In the perspective of putting in place of mass yellow fever vaccination campaigns, 12 African countries including Cameroon were targeted by the Global Alliance Vaccines and Immunization (GAVI) amongst the 34 countries of high risk of epidemic. The yellow fever vaccine is considered as one of the most efficient and sure vaccines and Adverse Events Following Immunization (AEFI) are rarely reported, the estimated risk being 1 to 3 cases per one million doses of vaccine administered. The vaccines used during the May 2009 mass vaccination campaign in the 62 health districts at high risk of yellow fever in Cameroon were supplied by Sanofi Pasteur Paris and Biomanguinhos in Brazil. This campaign involved a population of 7471062 persons, which constitutes 92% of the total population.


A multidisciplinary expert committee, made up of 13 persons was formed. This committee was assigned the task of elaborating the documents and monitoring materials and to investigate AEFI with the yellow fever vaccine, to investigate and classify all cases of severe AEFI. The members of the committee were briefed by national and international experts with good experience on the monitoring of AEFI with the yellow fever vaccine. Likewise central and regional supervisors were briefed as well as the principal field actors.

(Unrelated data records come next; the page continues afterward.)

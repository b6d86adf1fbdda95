//! The editing session: one document with its kernel, registry and history.
//!
//! A [`Session`] is the only owner of these pieces, so independent sessions
//! never share state. Every committing operation rebuilds or creates geometry
//! first, then pushes an undo snapshot, and only then mutates the document;
//! a failure at any point leaves the document unchanged.

use tracing::{error, info, instrument, warn};
use uuid::Uuid;

use crate::config::SessionConfig;
use crate::document::{Body, Document, Profile, Sketch, SketchPlane};
use crate::error::{DocumentError, GeometryError, Result};
use crate::history::{History, RestoreEvent, SubscriptionId};
use crate::kernel::GeometryKernel;
use crate::math::{Point3, Vector3};
use crate::rebuild::{Rebuild, VertexMove};
use crate::registry::{ShapeHandle, ShapeRegistry};
use crate::tessellation::Mesh;
use crate::topology::{SolidId, TopologyStore};

/// An editing session over kernel `K`.
#[derive(Debug)]
pub struct Session<K: GeometryKernel = TopologyStore> {
    kernel: K,
    registry: ShapeRegistry,
    document: Document,
    history: History,
    config: SessionConfig,
}

impl<K: GeometryKernel + Default> Session<K> {
    /// Creates a session with an empty document and a fresh kernel.
    #[must_use]
    pub fn new(config: SessionConfig) -> Self {
        Self::with_kernel(K::default(), config)
    }
}

impl<K: GeometryKernel> Session<K> {
    #[must_use]
    pub fn with_kernel(kernel: K, config: SessionConfig) -> Self {
        Self {
            kernel,
            registry: ShapeRegistry::new(),
            document: Document::new(),
            history: History::new(config.history),
            config,
        }
    }

    #[must_use]
    pub fn document(&self) -> &Document {
        &self.document
    }

    #[must_use]
    pub fn registry(&self) -> &ShapeRegistry {
        &self.registry
    }

    #[must_use]
    pub fn kernel(&self) -> &K {
        &self.kernel
    }

    /// Mutable kernel access for building solids to hand to [`Session::add_solid`].
    ///
    /// Solids owned by the registry must never be freed through this.
    pub fn kernel_mut(&mut self) -> &mut K {
        &mut self.kernel
    }

    #[must_use]
    pub fn config(&self) -> &SessionConfig {
        &self.config
    }

    #[must_use]
    pub fn history(&self) -> &History {
        &self.history
    }

    #[must_use]
    pub fn can_undo(&self) -> bool {
        self.history.can_undo()
    }

    #[must_use]
    pub fn can_redo(&self) -> bool {
        self.history.can_redo()
    }

    /// The shape handle of a body.
    ///
    /// # Errors
    ///
    /// Returns a document error if the body does not exist or has no shape.
    pub fn body_shape(&self, body: Uuid) -> Result<ShapeHandle> {
        let found = self
            .document
            .body(body)
            .ok_or(DocumentError::BodyNotFound(body))?;
        Ok(found.shape.ok_or(DocumentError::NoShape(body))?)
    }

    // --- rebuild interfaces ---

    /// Rebuilds a shape with moved vertices and returns the mesh, leaving no trace.
    ///
    /// Nothing is registered and the history is untouched; the rebuilt solid is
    /// freed as soon as it has been tessellated.
    ///
    /// # Errors
    ///
    /// Returns a resource error for an unknown handle, and otherwise whatever
    /// the rebuild or tessellation reports.
    #[instrument(skip(self, moves), fields(moves = moves.len()))]
    pub fn preview_rebuild(&mut self, handle: ShapeHandle, moves: &[VertexMove]) -> Result<Mesh> {
        let shape = self.registry.borrow(handle)?;
        let rebuilt = Rebuild::new(shape, moves.to_vec())
            .with_config(self.config.rebuild)
            .execute(&mut self.kernel)?;
        let mesh = self.kernel.tessellate(rebuilt.solid, &self.config.tessellation);
        self.free_unregistered(rebuilt.solid);
        mesh
    }

    /// Rebuilds a shape with moved vertices and registers the result.
    ///
    /// The input handle is not released. Push a snapshot before installing
    /// the returned handle in the document.
    ///
    /// # Errors
    ///
    /// Returns a resource error for an unknown handle, and otherwise whatever
    /// the rebuild or tessellation reports. Nothing is registered on failure.
    #[instrument(skip(self, moves), fields(moves = moves.len()))]
    pub fn commit_rebuild(
        &mut self,
        handle: ShapeHandle,
        moves: &[VertexMove],
    ) -> Result<(ShapeHandle, Mesh)> {
        let shape = self.registry.borrow(handle)?;
        let rebuilt = Rebuild::new(shape, moves.to_vec())
            .with_config(self.config.rebuild)
            .execute(&mut self.kernel)?;
        let mesh = self.tessellate_or_free(rebuilt.solid)?;
        let new = self.registry.store(rebuilt.solid);
        info!(?handle, ?new, tier = ?rebuilt.tier, "committed rebuild");
        Ok((new, mesh))
    }

    // --- history ---

    /// Captures the live document on the undo stack.
    ///
    /// # Errors
    ///
    /// Returns a resource error if the document references an unknown handle.
    pub fn push_snapshot(&mut self) -> Result<()> {
        self.history
            .push_snapshot(&self.document, &mut self.registry, &mut self.kernel)
    }

    /// Steps back one snapshot. Returns `false` if there was nothing to undo.
    ///
    /// # Errors
    ///
    /// Returns a resource error if the live document references an unknown handle.
    pub fn undo(&mut self) -> Result<bool> {
        self.history
            .undo(&mut self.document, &mut self.registry, &mut self.kernel)
    }

    /// Steps forward one snapshot. Returns `false` if there was nothing to redo.
    ///
    /// # Errors
    ///
    /// Returns a resource error if the live document references an unknown handle.
    pub fn redo(&mut self) -> Result<bool> {
        self.history
            .redo(&mut self.document, &mut self.registry, &mut self.kernel)
    }

    /// Registers a listener for document restores.
    pub fn subscribe(&mut self, listener: impl FnMut(&RestoreEvent) + 'static) -> SubscriptionId {
        self.history.subscribe(listener)
    }

    pub fn unsubscribe(&mut self, id: SubscriptionId) -> bool {
        self.history.unsubscribe(id)
    }

    /// Forgets all undo and redo states.
    pub fn clear_history(&mut self) {
        self.history.clear(&mut self.registry, &mut self.kernel);
    }

    // --- committing operations ---

    /// Adds a sketch to the document.
    ///
    /// # Errors
    ///
    /// Returns an error if the undo snapshot cannot be taken.
    pub fn add_sketch(
        &mut self,
        name: impl Into<String>,
        plane: SketchPlane,
        profile: Profile,
    ) -> Result<Uuid> {
        let sketch = Sketch::new(name, plane, profile);
        let id = sketch.id;
        self.push_snapshot()?;
        self.document.sketches.push(sketch);
        Ok(id)
    }

    /// Extrudes a sketch into a new body.
    ///
    /// # Errors
    ///
    /// Returns an error if the sketch does not exist or cannot be extruded.
    #[instrument(skip(self))]
    pub fn extrude_sketch(&mut self, sketch: Uuid, distance: f64) -> Result<Uuid> {
        let found = self
            .document
            .sketch(sketch)
            .ok_or(DocumentError::SketchNotFound(sketch))?;
        let name = found.name.clone();
        let (profile, direction) = found.extrusion(distance)?;
        let solid = self.kernel.extrude(&profile, direction)?;
        self.commit_body(name, solid)
    }

    /// Adds an axis-aligned box body.
    ///
    /// # Errors
    ///
    /// Returns an error if the box has no volume.
    pub fn add_box(&mut self, name: impl Into<String>, min: Point3, max: Point3) -> Result<Uuid> {
        let solid = self.kernel.make_box(min, max)?;
        self.commit_body(name.into(), solid)
    }

    /// Registers a solid built directly in the kernel as a new body.
    ///
    /// The session takes ownership of `solid`, on failure as well: it is freed
    /// if it cannot be tessellated.
    ///
    /// # Errors
    ///
    /// Returns an error if the solid cannot be tessellated.
    pub fn add_solid(&mut self, name: impl Into<String>, solid: SolidId) -> Result<Uuid> {
        self.commit_body(name.into(), solid)
    }

    /// Rebuilds a body with moved vertices and installs the result.
    ///
    /// # Errors
    ///
    /// Returns an error if the body does not exist or the rebuild fails; the
    /// document is then unchanged.
    #[instrument(skip(self, moves), fields(moves = moves.len()))]
    pub fn apply_vertex_moves(&mut self, body: Uuid, moves: &[VertexMove]) -> Result<()> {
        let handle = self.body_shape(body)?;
        let (new, mesh) = self.commit_rebuild(handle, moves)?;
        if let Err(err) = self.push_snapshot() {
            self.release(new);
            return Err(err);
        }
        let Some(target) = self.document.body_mut(body) else {
            self.release(new);
            return Err(DocumentError::BodyNotFound(body).into());
        };
        let old = target.shape.replace(new);
        target.mesh = mesh;
        if let Some(old) = old {
            self.release(old);
        }
        Ok(())
    }

    /// Translates vertices of a body, given by topology-index vertex numbers.
    ///
    /// # Errors
    ///
    /// Returns an error if a vertex number is unknown or the rebuild fails.
    pub fn translate_vertices(
        &mut self,
        body: Uuid,
        vertices: &[usize],
        offset: Vector3,
    ) -> Result<()> {
        let topology = &self.body(body)?.mesh.topology;
        let moves = vertices
            .iter()
            .map(|&index| {
                topology
                    .vertex(index)
                    .map(|position| VertexMove::new(index, position + offset))
                    .ok_or_else(|| {
                        GeometryError::DegenerateMove(format!("vertex index {index} out of range"))
                            .into()
                    })
            })
            .collect::<Result<Vec<_>>>()?;
        self.apply_vertex_moves(body, &moves)
    }

    /// Translates both endpoints of an edge.
    ///
    /// # Errors
    ///
    /// Returns an error if the edge number is unknown or the rebuild fails.
    pub fn translate_edge(&mut self, body: Uuid, edge: usize, offset: Vector3) -> Result<()> {
        let [a, b] = self
            .body(body)?
            .mesh
            .topology
            .edges
            .get(edge)
            .ok_or(DocumentError::ElementNotFound { kind: "edge", index: edge })?
            .endpoints;
        self.translate_vertices(body, &[a, b], offset)
    }

    /// Translates every boundary vertex of a face.
    ///
    /// # Errors
    ///
    /// Returns an error if the face number is unknown or the rebuild fails.
    pub fn translate_face(&mut self, body: Uuid, face: usize, offset: Vector3) -> Result<()> {
        let mut vertices = self
            .body(body)?
            .mesh
            .topology
            .faces
            .get(face)
            .ok_or(DocumentError::ElementNotFound { kind: "face", index: face })?
            .vertices
            .clone();
        vertices.sort_unstable();
        vertices.dedup();
        self.translate_vertices(body, &vertices, offset)
    }

    /// Removes a body from the document.
    ///
    /// # Errors
    ///
    /// Returns an error if the body does not exist.
    pub fn remove_body(&mut self, body: Uuid) -> Result<()> {
        self.body(body)?;
        self.push_snapshot()?;
        if let Some(removed) = self.document.remove_body(body) {
            if let Some(handle) = removed.shape {
                self.release(handle);
            }
            info!(%body, "removed body");
        }
        Ok(())
    }

    // --- helpers ---

    fn body(&self, body: Uuid) -> Result<&Body> {
        Ok(self
            .document
            .body(body)
            .ok_or(DocumentError::BodyNotFound(body))?)
    }

    /// Registers a freshly built solid as a new body.
    fn commit_body(&mut self, name: String, solid: SolidId) -> Result<Uuid> {
        let mesh = self.tessellate_or_free(solid)?;
        let handle = self.registry.store(solid);
        if let Err(err) = self.push_snapshot() {
            self.release(handle);
            return Err(err);
        }
        let body = Body::new(name, handle, mesh);
        let id = body.id;
        self.document.bodies.push(body);
        info!(%id, ?handle, "added body");
        Ok(id)
    }

    fn tessellate_or_free(&mut self, solid: SolidId) -> Result<Mesh> {
        self.kernel
            .tessellate(solid, &self.config.tessellation)
            .inspect_err(|_| self.free_unregistered(solid))
    }

    fn free_unregistered(&mut self, solid: SolidId) {
        if let Err(err) = self.kernel.free_solid(solid) {
            error!(?solid, %err, "failed to free an unregistered solid");
        }
    }

    /// Drops the document's reference to `handle`.
    fn release(&mut self, handle: ShapeHandle) {
        if let Err(err) = self.registry.release(&mut self.kernel, handle) {
            if self.config.history.strict_invariants {
                error!(%err, "shape released more often than retained");
                panic!("shape registry invariant violated: {err}");
            }
            warn!(%err, "ignoring unbalanced shape release");
        }
    }
}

Amongst the 356 cases of the AEFI with the yellow fever vaccine notified during the period of monitoring, we registered 312 minor cases, representing a proportion of 87.64% and 53 severe cases, representing a proportion of 14.88%. Amongst the severe AEFI, 09 cases were excluded (03 cases reclassified as minor and 06 cases lacked information). We therefore had a total of 50 cases of severe AEFI, which corresponds to the expected number. Amongst these severe cases were 05 deaths. 44 cases of severe AEFI were investigated excluding the 05 deaths. Amongst these, 03 were viscerotropic, 2 were cases of hypersensitivity, 1 neurotropic, and 38 programmatic errors or coincidence.In conclusion, the monitoring of AEFI during the yellow fever mass vaccination campaign of May 2009 in Cameroon led to the confirmation of the rarity of AEFI with the yellow fever vaccine in general, but showed that there is a probability of the occurrence of severe AEFI. Severe AEFI in Cameroon were mostly due to programmatic errors and coincidences.